Old containers are then removed from the project balancer to stop receiving new requests. The processes inside old containers terminate and Zerops gradually deletes all old containers.
Readiness checks​
If your application is not ready to handle requests immediately after starting via the start command, configure a readiness check in your zerops.yaml
.
When readiness checks are defined, Zerops:
- Starts your application
- Performs readiness check
- Waits and retries - If check fails, waits 5 seconds and repeats step 2
- Activates container - If check succeeds, marks container as active
Runtime containers with pending readiness checks do not receive incoming requests - only active containers handle traffic.
If readiness checks fail for 5 minutes, Zerops marks the container as failed, deletes it, creates a new container, and repeats the deployment process.
Readiness check types:
httpGet
- Succeeds when URL returns HTTP2xx
status (5-second timeout, follows3xx
redirects)exec.command
- Succeeds when command returns status code 0 (5-second timeout)
Read the runtime log to troubleshoot failed readiness checks.
Manual deploy using Zerops CLI​

Start deploy-only pipelines using the Zerops CLI. The zcli service deploy
command uploads and deploys your application in Zerops. Use this when you have your own build process. For building applications in Zerops, use automatic or manual build processes instead.
Usage:
zcli service deploy pathToFileOrDir [flags]
Flags:
--archiveFilePath string If set, zCLI creates a tar.gz archive with the application code in the required path relative
to the working directory. By default, no archive is created.
--deployGitFolder Sets a custom path to the zerops.yaml file relative to the working directory. By default zCLI
looks for zerops.yaml in the working directory.
-h, --help the service deploy command.
--projectId string If you have access to more than one project, you must specify the project ID for which the
command is to be executed.
--serviceId string If you have access to more than one service, you must specify the service ID for which the
command is to be executed.
--versionName string Adds a custom version name. Automatically filled if the VERSIONNAME environment variable exists.
--workingDir string Sets a custom working directory. Default working directory is the current directory. (default "./")
--zeropsYamlPath string Sets a custom path to the zerops.yaml file relative to the working directory. By default zCLI
looks for zerops.yaml in the working directory.
pathToFileOrDir
defines paths to directories and/or files relative to the working directory. The working directory defaults to the current directory and can be changed using the --workingDir
flag.
Place zerops.yaml
in the working directory.
You can modify the deploy pipeline anytime by updating the zerops.yaml
in your working directory.
Manage build and deploys​
Cancel running build​
When you need to cancel an incorrect running build, use the Zerops GUI. Go to the service detail, open the running processes list, and click Open pipeline detail. Then click Cancel build.

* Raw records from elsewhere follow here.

use serde::Serialize;

use super::phase::Phase;

/// One translation that needs machine translation.
#[derive(Debug, Clone, PartialEq, Eq, Serialize)]
pub struct WorkItem {
    pub key_id: u64,
    pub language_iso: String,
    pub translation_id: u64,
    pub source_text: String,
}

/// What happened to a single [`WorkItem`].
#[derive(Debug, Clone, PartialEq, Eq, Serialize)]
pub enum ItemOutcome {
    Updated {
        language_iso: String,
        translation_id: u64,
        text: String,
    },
    Failed {
        language_iso: String,
        translation_id: u64,
        reason: String,
    },
}

impl ItemOutcome {
    pub fn is_updated(&self) -> bool {
        matches!(self, ItemOutcome::Updated { .. })
    }
}

/// Summary of one sync run, built up by the orchestrator as it goes.
#[derive(Debug, Clone, Serialize)]
pub struct SyncReport {
    pub keys_fetched: usize,
    pub outcomes: Vec<ItemOutcome>,
    pub phases: Vec<Phase>,
}

impl Default for SyncReport {
    fn default() -> Self {
        Self::new()
    }
}

impl SyncReport {
    pub fn new() -> Self {
        Self {
            keys_fetched: 0,
            outcomes: Vec::new(),
            phases: vec![Phase::Init],
        }
    }

    pub fn phase(&self) -> Phase {
        self.phases.last().copied().unwrap_or(Phase::Init)
    }

    /// Move to `next`, recording it unless the run is already there.
    pub fn advance(&mut self, next: Phase) {
        let current = self.phase();
        if current == next {
            return;
        }
        debug_assert!(
            current.can_advance_to(next),
            "illegal phase change {current} -> {next}"
        );
        self.phases.push(next);
    }

    pub fn record(&mut self, outcome: ItemOutcome) {
        self.outcomes.push(outcome);
    }

    pub fn updated(&self) -> usize {
        self.outcomes.iter().filter(|o| o.is_updated()).count()
    }

    pub fn failed(&self) -> usize {
        self.outcomes.len() - self.updated()
    }
}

Build cancellation is only available before the build pipeline finishes. Once the build completes, deployment cannot be cancelled.
Application versions​
Zerops keeps the 10 most recent versions of your application in internal storage.
Access the application versions list in Zerops GUI by going to service detail and choosing the Pipelines & CI/CD settings section from the left menu. The active version is highlighted - click the button below to show all archived versions.

Access pipeline details from the additional menu. Pipeline details contain:
- Pipeline configuration (
zerops.yaml
) used for the selected version - Build log (if available)
- Prepare runtime log (if available)
You can download the build artifact for selected versions or manually delete inactive versions.
Restore an archived version​
Restore archived versions by choosing Activate from the additional menu. Zerops will deploy the selected version and archive the currently active version.
Environment variables restore to their state from the last moment when the selected version was active.